Défenseur impassible d’une certaine idée de la pureté, pureté de l’amour et des sentiments, de la relation, pureté qui émane de son travail : professeur de mathématiques consciencieux, qui n’expriment ses sentiments et sa fougue que dans une brutalité – et dans une certaine mesure – une générosité fulgurante, indomptable, imprévisible – comme en témoigne cette scène culte sur la plage où il agresse une des jeune femme seule en s’allongeant sur elle, mais lors de laquelle il saisit, sans pour autant comprendre, le sens déplacé de son geste par les réactions que les autres lui renvoient. Michele a un sens sérieux et profond de la morale, trop rigoureux, trop exagéré, cherchant à aller toujours plus loin dans cette quête. Il met le feu aux différents éléments de sa salle de bain en arrivant dans son nouveau domicile, comme pour le laver, le purifier ; collectionne des paires de chaussures noires, identiques et impeccables ; consigne les faits et gestes de son entourage dans des carnets. Une rigueur que l’on retrouve de temps à autres dans la mise en scène, en témoigne la séance de gym rythmée avec les élèves et les couleurs nettes de leurs vêtements.

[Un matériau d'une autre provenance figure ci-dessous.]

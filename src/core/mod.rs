pub mod data_source;
pub mod filters;
pub mod headless;
pub mod types;

pub use data_source::{DataGroup, Dimension, FilterPredicate, SharedDimension, SharedGroup};
pub use filters::{FilterArg, FilterKind, FilterValue, PredicateFilter, print_filters};
pub use headless::{DimensionCall, RecordingDimension, StaticGroup};
pub use types::{Datum, GroupRecord};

Michele observe, épie, ses voisin.e.s, ses ami.e.s, Bianca – qu’il connait à peine – fasciné, toujours dans une nonchalance déplacée et brute – qui désarçonne sans cesse ses interlocuteur.trice.s. Nous observons les salles de classe, les fenêtres, la ville ; le personnage qu’interprète Nanni Moretti incarne bien souvent la caméra mais comme un observateur et non pas comme un acteur, semblant se laisser prendre par les événements, la plupart du temps sur un ton on ne peut plus interrogatif. La caméra de Moretti est plus que jamais, dans Bianca, une fenêtre sur le monde et sur les moeurs des un.e.s et des autres, notamment depuis ce lieu clé, la terrasse : immense, semblant nichée entre les bâtiments, théâtre de tous ses excès et de toutes ses interrogations, place centrale où l’intime n’a plus de raison d’être.
« Ceux qui acceptent tout ne sont-ils pas fous ? Moi je tranche : ceci est sain ou malade, beau ou laid, bon ou mauvais. »
Michele dans la scène de rupture avec Bianca
La succession des meurtres ne révèle pas pour autant sa folie, tant il se conduit avec sincérité, sa démence réside dans un trop plein : sa gourmandise exubérante, son humeur instable, son goût prononcé pour le monologue – tout porte à croire que quelque chose va mal mais nous continuons de le suivre. Jusque dans cette scène finale au commissariat, presque trop simple, trop évidente, où il admet que la déception l’a poussé au pire, déçu par ses ami.e.s, par cette quête vaine de la perfection et d’une illusion du bonheur, qu’il n’a lui même pas trouvé auprès de Bianca.
Bianca est disponible gratuitement sur la plateforme de streaming d’Arte – et ce jusqu’au 30 septembre.